▶ [To do] Your task is to write out all of the records once more, exactly.

########################################

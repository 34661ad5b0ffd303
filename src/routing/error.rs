//! Route compilation errors.

use thiserror::Error;

use crate::routing::binder::BindError;
use crate::routing::registry::FactoryKind;

/// Why a single declaration could not be compiled.
#[derive(Debug, Clone, PartialEq, Error)]
pub enum ConfigurationErrorKind {
    #[error("unable to find {0} with name '{1}'")]
    UnknownFactory(FactoryKind, String),

    #[error("route has no predicates")]
    NoPredicates,

    #[error(transparent)]
    Bind(#[from] BindError),
}

/// A failure attributable to one declaration within one route definition.
#[derive(Debug, Clone, PartialEq, Error)]
#[error("route '{route_id}', declaration '{declaration}': {kind}")]
pub struct ConfigurationError {
    pub route_id: String,
    pub declaration: String,
    pub kind: ConfigurationErrorKind,
}

impl ConfigurationError {
    pub fn new(
        route_id: impl Into<String>,
        declaration: impl Into<String>,
        kind: impl Into<ConfigurationErrorKind>,
    ) -> Self {
        Self {
            route_id: route_id.into(),
            declaration: declaration.into(),
            kind: kind.into(),
        }
    }

    /// Name of the missing factory, if that is the cause.
    pub fn missing_factory(&self) -> Option<&str> {
        match &self.kind {
            ConfigurationErrorKind::UnknownFactory(_, name) => Some(name),
            _ => None,
        }
    }
}

/// Aggregate failure compiling one route definition.
#[derive(Debug, Clone, PartialEq, Error)]
#[error("failed to compile route '{route_id}': {}", join(.errors))]
pub struct CompilationError {
    pub route_id: String,
    pub errors: Vec<ConfigurationError>,
}

fn join(errors: &[ConfigurationError]) -> String {
    errors
        .iter()
        .map(ToString::to_string)
        .collect::<Vec<_>>()
        .join("; ")
}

########################################

▶ [Task response]
repository 34661ad5b0ffd303
filename src/routing/error.rs
//! Route compilation errors.

use thiserror::Error;

use crate::routing::binder::BindError;
use crate::routing::registry::FactoryKind;

/// Why a single declaration could not be compiled.
#[derive(Debug, Clone, PartialEq, Error)]
pub enum ConfigurationErrorKind {
    #[error("unable to find {0} with name '{1}'")]
    UnknownFactory(FactoryKind, String),

    #[error("route has no predicates")]
    NoPredicates,

    #[error(transparent)]
    Bind(#[from] BindError),
}

/// A failure attributable to one declaration within one route definition.
#[derive(Debug, Clone, PartialEq, Error)]
#[error("route '{route_id}', declaration '{declaration}': {kind}")]
pub struct ConfigurationError {
    pub route_id: String,
    pub declaration: String,
    pub kind: ConfigurationErrorKind,
}

impl ConfigurationError {
    pub fn new(
        route_id: impl Into<String>,
        declaration: impl Into<String>,
        kind: impl Into<ConfigurationErrorKind>,
    ) -> Self {
        Self {
            route_id: route_id.into(),
            declaration: declaration.into(),
            kind: kind.into(),
        }
    }

    /// Name of the missing factory, if that is the cause.
    pub fn missing_factory(&self) -> Option<&str> {
        match &self.kind {
            ConfigurationErrorKind::UnknownFactory(_, name) => Some(name),
            _ => None,
        }
    }
}

/// Aggregate failure compiling one route definition.
#[derive(Debug, Clone, PartialEq, Error)]
#[error("failed to compile route '{route_id}': {}", join(.errors))]
pub struct CompilationError {
    pub route_id: String,
    pub errors: Vec<ConfigurationError>,
}

fn join(errors: &[ConfigurationError]) -> String {
    errors
        .iter()
        .map(ToString::to_string)
        .collect::<Vec<_>>()
        .join("; ")
}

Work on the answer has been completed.